Picasso Algorithms

Picasso Database Query Optimizer Visualizer

©Indian Institute of Science, Bangalore, India

ALGORITHMIC DETAILS

1. Plan Reduction Algorithms

A detailed assessment of the Plan Reduction problem is available in this technical report. It is shown in the report that, given an optimality criterion of minimizing the plan cardinality of the reduced plan diagram for a user-specified cost increase threshold, finding the optimal solution is NP-Hard. Therefore, the only recourse is to develop heuristic-based algorithms – Picasso 1.0 supported two greedy algorithms, referred to as AreaGreedy and CostGreedy, respectively. In Picasso 2.0, only CostGreedy is retained since it is has significantly better performance characteristics, with regard to both reduction and efficiency, than AreaGreedy.

CostGreedy

This algorithm operates under the assumption that the Cost Domination Principle (query processing costs increase as we move outwards from the origin in the selectivity space) holds and therefore only plan swallowing possibilities in the first quadrant are considered with respect to the plan under consideration. A direct corollary of this assumption is that in exploring swallowing possibilities for a given plan, we do not need to retain all points contained in each potential swallower plan, but only those corresponding to the minimum cost in the first quadrant. The algorithm processes the query points starting from the top-right corner (with the Cost Domination assumption, this corner will have the highest cost of all points) and progressively makes its way to the origin, in the process using the Greedy SetCover algorithm to recolor the points – the complete details are in this technical report . The time complexity of CostGreedy is O(mn) where n is the number of plans in the plan diagram and m is the number of of points in the diagram, a significant improvement over AreaGreedy whose complexity is O(m²). More importantly, it can be shown that CostGreedy provides the best possible approximation factor with respect to the optimal reduction.

Knee Estimator

As an aid to help users make informed choices of the values to enter in the Enter Cost Increase Threshold dialog box, a rough estimate of the location of the threshold value corresponding to the “knee” in the graph characterizing “Plan Cardinality of the Reduced Plan Diagram versus Cost Increase Threshold”, is provided in the box. Also provided is an estimate of the minimum threshold required to reach a desired number of plans (specified by the DESIRED_NUM_PLANS macro in PicassoConstants.java, set to 10 in the distribution) in the reduced plan diagram. The estimator implemented in Picasso is the AmmEst estimator described in this technical report.

Cost Increase Statistics

In the panel immediately to the right of the reduced diagram, we show bounds on the minimum, average and maximum cost increase (in percentage terms) computed over all points that have undergone plan replacement during the reduction process. By definition, these values will all be smaller than the user-specified cost increase threshold.

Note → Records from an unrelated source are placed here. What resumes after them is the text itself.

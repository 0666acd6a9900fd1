//! Build-time constants and boot configuration.

use crate::mm::frame_table::EvictionPolicy;

/// Frames in the user pool when no explicit size is configured (1 MiB).
pub const DEFAULT_USER_FRAMES: usize = 256;

/// Working-set window of the WSclock policy, in frame table epochs.
pub const DEFAULT_WS_WINDOW: u64 = 64;

/// Configuration handed to [`Kernel::new`](crate::Kernel::new).
#[derive(Debug, Clone, Copy, PartialEq, Eq)]
pub struct KernelConfig {
    /// Number of frames in the user page pool.
    pub user_frames: usize,
    /// Victim selection strategy of the frame table.
    pub eviction: EvictionPolicy,
}

impl Default for KernelConfig {
    fn default() -> Self {
        Self {
            user_frames: DEFAULT_USER_FRAMES,
            eviction: EvictionPolicy::build_default(),
        }
    }
}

2. Robust Plan Reduction Algorithms

The above-mentioned reduction algorithms, AreaGreedy and CostGreedy, ensure that the replacement plans are within the cost-increase-threshold at all points in the optimality regions of the replaced plans. However, in practice, query optimizers are subject to significant errors in their selectivity estimates, and it may therefore be possible that the location of the query at run-time may lie outside the optimality region of the replaced plan. At such locations, the performance of the replacement plan could be much worse than the replaced plan, resulting in the replacement being harmful from a global perspective. This possibility naturally leads to the concept of a robust replacement – that is, a replacement where the λ-threshold criterion is satisfied at all points in the selectivity space, i.e. the replacement ensures global safety. Providing robust replacements requires costing of plans outside their optimality regions, and it is therefore possible only with database engines that support the Abstract Plan Costing feature (in Picasso, these engines are SQL Server and Sybase ASE). Direct approaches to achieving robust plan reduction are computationally prohibitively expensive, but through empirical modeling of plan cost function behavior, we have been able to develop efficient alternatives, which are described in this technical report. The algorithm described there, called SEER, guarantees global safety and requires Abstract-plan-costing operations only along the surfaces of the selectivity space hyper-cube. More remarkably, we have found through detailed experiments with industrial-strength benchmark environments that SEER provides global safety without jeopardizing anorexic reduction. Unlike the Cost Bounding-based reduction algorithms, which are completely conditioned on Cost Domination holding true, the Abstract-plan-costing-based approach can supported a richer class of plan cost models wherein the plan cost function can have one local maxima or one local minima in the interior of the selectivity space. In Picasso 2.0, the following two variations of SEER have been implemented:

CC-SEER (CornerCube SEER)

CC-SEER guarantees global safety like SEER but improves on its efficiency by implementing a more conservative test for global robust replacement. Specifically, CC-SEER only involves Abstract-plan-costing operations at the corner hyper-cubes of the selectivity space and is therefore significantly faster than SEER. Moreover, its performance is resolution independent unlike SEER, and therefore the performance gap between CC-SEER and SEER increases with higher resolution diagrams. Concretely, while SEER’s time complexity is O(m.r^{d -1}), where m is the number of points in the diagram, r is the resolution and d is the dimensionality, CC-SEER cuts it down to O(m.4^d). Our experimental results indicate that CC-SEER’s reduction quality is comparable to that of SEER, and it therefore provides an extremely attractive tradeoff between efficiency and reduction quality.

LiteSEER

LiteSeer is a light-weight heuristic-based variant of SEER that makes its replacement decisions solely based on Abstract-plan-costing operations at the corners of the hypercube, and is therefore extremely efficient. In fact, it can be shown that LiteSEER is optimal in the sense that it incurs the minimum work (complexity-wise) required by any reduction algorithm. While it does not guarantee global safety, our experimental results indicate that in practice, its safety and reduction characteristics are quite close to that of SEER and CC-SEER.

Knee Estimator

Currently, no estimators have been designed for CC-SEER and we intend to address this issue in our future work. As an interim measure, we suggest that users can first obtain the estimates from CostGreedy, and then use the same with CC-SEER. A word of caution, however – there may be significant differences between the Reduced-Plan-Cardinality vs. Threshold graphs of CostGreedy and CC-SEER. This is because, on the one hand, there is greater potential for reduction in CC-SEER due to using explicit costs instead of cost bounds. But, on the other hand, the global safety guarantee may prevent some replacements permitted by CostGreedy. Our experience has been that the latter factor dominates in the higher-resolution diagrams and therefore the knee of the graph is typically at a larger threshold for CC-SEER as compared to CostGreedy.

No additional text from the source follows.